◆ TASK REQUIREMENTS
Print, exactly as they appear in the listing below, the lines from the line with "collection before use." to the line with "as bare values.", with both end lines kept.

◆ DATASET
....................

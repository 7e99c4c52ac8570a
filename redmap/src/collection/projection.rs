use crate::database::Model;
use crate::instance::Instance;
use crate::model::ModelDef;
use crate::AppError;

#[derive(Debug, Clone, PartialEq)]
pub(crate) enum Source {
    Pk,
    Field(usize),
}

/// One requested value: its display name and where it is read from.
#[derive(Debug, Clone, PartialEq)]
pub struct Column {
    pub(crate) name: String,
    pub(crate) source: Source,
}

/// Validates requested names; an empty request means `pk` followed by every simple field.
pub(crate) fn resolve_columns(def: &ModelDef, fields: &[&str]) -> Result<Vec<Column>, AppError> {
    if fields.is_empty() {
        let mut columns = vec![Column { name: "pk".to_string(), source: Source::Pk }];
        for (index, field) in def.fields().iter().enumerate() {
            if field.kind.is_simple() {
                columns.push(Column { name: field.name.clone(), source: Source::Field(index) });
            }
        }
        return Ok(columns);
    }
    fields
        .iter()
        .map(|name| {
            if def.is_pk(name) {
                return Ok(Column { name: name.to_string(), source: Source::Pk });
            }
            let index = def
                .field_index(name)
                .ok_or_else(|| AppError::InvalidQuery(format!("{} has no field {}", def.name(), name)))?;
            if !def.fields()[index].kind.is_simple() {
                return Err(AppError::InvalidQuery(format!("Field {} of {} is not a simple field", name, def.name())));
            }
            Ok(Column { name: name.to_string(), source: Source::Field(index) })
        })
        .collect()
}

/// Identifier plus the values of the field columns, in column order.
#[doc(hidden)]
pub struct Row {
    pub(crate) id: String,
    pub(crate) values: Vec<Option<String>>,
}

fn assemble(columns: &[Column], row: Row) -> Vec<Option<String>> {
    let mut fetched = row.values.into_iter();
    columns
        .iter()
        .map(|c| match c.source {
            Source::Pk => Some(row.id.clone()),
            Source::Field(_) => fetched.next().flatten(),
        })
        .collect()
}

/// The shape of the items a collection yields.
pub trait Projection: Clone {
    type Item: Clone;

    /// Columns to read for each identifier.
    fn columns(&self) -> &[Column] {
        &[]
    }

    /// Whether every identifier is checked against the class collection before use.
    fn verify_existence(&self) -> bool {
        false
    }

    #[doc(hidden)]
    fn build(&self, model: &Model, row: Row) -> Self::Item;
}

/// Raw identifiers.
#[derive(Debug, Clone, Default)]
pub struct Ids;

impl Projection for Ids {
    type Item = String;

    fn build(&self, _model: &Model, row: Row) -> String {
        row.id
    }
}

/// Instance handles.
#[derive(Debug, Clone, Default)]
pub struct Instances {
    pub(crate) skip_exist_test: bool,
}

impl Projection for Instances {
    type Item = Instance;

    fn verify_existence(&self) -> bool {
        !self.skip_exist_test
    }

    fn build(&self, model: &Model, row: Row) -> Instance {
        Instance::existing(model.clone(), row.id)
    }
}

/// Named values of one instance, in the requested order.
#[derive(Debug, Clone, PartialEq, Default)]
pub struct ValueRow(Vec<(String, Option<String>)>);

impl ValueRow {
    pub fn get(&self, name: &str) -> Option<&str> {
        self.0.iter().find(|(n, _)| n == name).and_then(|(_, v)| v.as_deref())
    }

    pub fn keys(&self) -> impl Iterator<Item = &str> {
        self.0.iter().map(|(n, _)| n.as_str())
    }

    pub fn iter(&self) -> impl Iterator<Item = (&str, Option<&str>)> {
        self.0.iter().map(|(n, v)| (n.as_str(), v.as_deref()))
    }

    pub fn len(&self) -> usize {
        self.0.len()
    }

    pub fn is_empty(&self) -> bool {
        self.0.is_empty()
    }

    pub fn into_inner(self) -> Vec<(String, Option<String>)> {
        self.0
    }
}

#[derive(Debug, Clone)]
pub struct Dicts {
    pub(crate) columns: Vec<Column>,
}

impl Projection for Dicts {
    type Item = ValueRow;

    fn columns(&self) -> &[Column] {
        &self.columns
    }

    fn build(&self, _model: &Model, row: Row) -> ValueRow {
        let values = assemble(&self.columns, row);
        ValueRow(self.columns.iter().map(|c| c.name.clone()).zip(values).collect())
    }
}

#[derive(Debug, Clone)]
pub struct Tuples {
    pub(crate) columns: Vec<Column>,
}

impl Projection for Tuples {
    type Item = Vec<Option<String>>;

    fn columns(&self) -> &[Column] {
        &self.columns
    }

    fn build(&self, _model: &Model, row: Row) -> Vec<Option<String>> {
        assemble(&self.columns, row)
    }
}

/// Exactly one column, yielded as bare values.
#[derive(Debug, Clone)]
pub struct Flat {
    pub(crate) columns: Vec<Column>,
}

impl Projection for Flat {
    type Item = Option<String>;

    fn columns(&self) -> &[Column] {
        &self.columns
    }

    fn build(&self, _model: &Model, row: Row) -> Option<String> {
        assemble(&self.columns, row).into_iter().next().flatten()
    }
}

....................

◆ RESPONSE
    /// Whether every identifier is checked against the class collection before use.
    fn verify_existence(&self) -> bool {
        false
    }

    #[doc(hidden)]
    fn build(&self, model: &Model, row: Row) -> Self::Item;
}

/// Raw identifiers.
#[derive(Debug, Clone, Default)]
pub struct Ids;

impl Projection for Ids {
    type Item = String;

    fn build(&self, _model: &Model, row: Row) -> String {
        row.id
    }
}

/// Instance handles.
#[derive(Debug, Clone, Default)]
pub struct Instances {
    pub(crate) skip_exist_test: bool,
}

impl Projection for Instances {
    type Item = Instance;

    fn verify_existence(&self) -> bool {
        !self.skip_exist_test
    }

    fn build(&self, model: &Model, row: Row) -> Instance {
        Instance::existing(model.clone(), row.id)
    }
}

/// Named values of one instance, in the requested order.
#[derive(Debug, Clone, PartialEq, Default)]
pub struct ValueRow(Vec<(String, Option<String>)>);

impl ValueRow {
    pub fn get(&self, name: &str) -> Option<&str> {
        self.0.iter().find(|(n, _)| n == name).and_then(|(_, v)| v.as_deref())
    }

    pub fn keys(&self) -> impl Iterator<Item = &str> {
        self.0.iter().map(|(n, _)| n.as_str())
    }

    pub fn iter(&self) -> impl Iterator<Item = (&str, Option<&str>)> {
        self.0.iter().map(|(n, v)| (n.as_str(), v.as_deref()))
    }

    pub fn len(&self) -> usize {
        self.0.len()
    }

    pub fn is_empty(&self) -> bool {
        self.0.is_empty()
    }

    pub fn into_inner(self) -> Vec<(String, Option<String>)> {
        self.0
    }
}

#[derive(Debug, Clone)]
pub struct Dicts {
    pub(crate) columns: Vec<Column>,
}

impl Projection for Dicts {
    type Item = ValueRow;

    fn columns(&self) -> &[Column] {
        &self.columns
    }

    fn build(&self, _model: &Model, row: Row) -> ValueRow {
        let values = assemble(&self.columns, row);
        ValueRow(self.columns.iter().map(|c| c.name.clone()).zip(values).collect())
    }
}

#[derive(Debug, Clone)]
pub struct Tuples {
    pub(crate) columns: Vec<Column>,
}

impl Projection for Tuples {
    type Item = Vec<Option<String>>;

    fn columns(&self) -> &[Column] {
        &self.columns
    }

    fn build(&self, _model: &Model, row: Row) -> Vec<Option<String>> {
        assemble(&self.columns, row)
    }
}

/// Exactly one column, yielded as bare values.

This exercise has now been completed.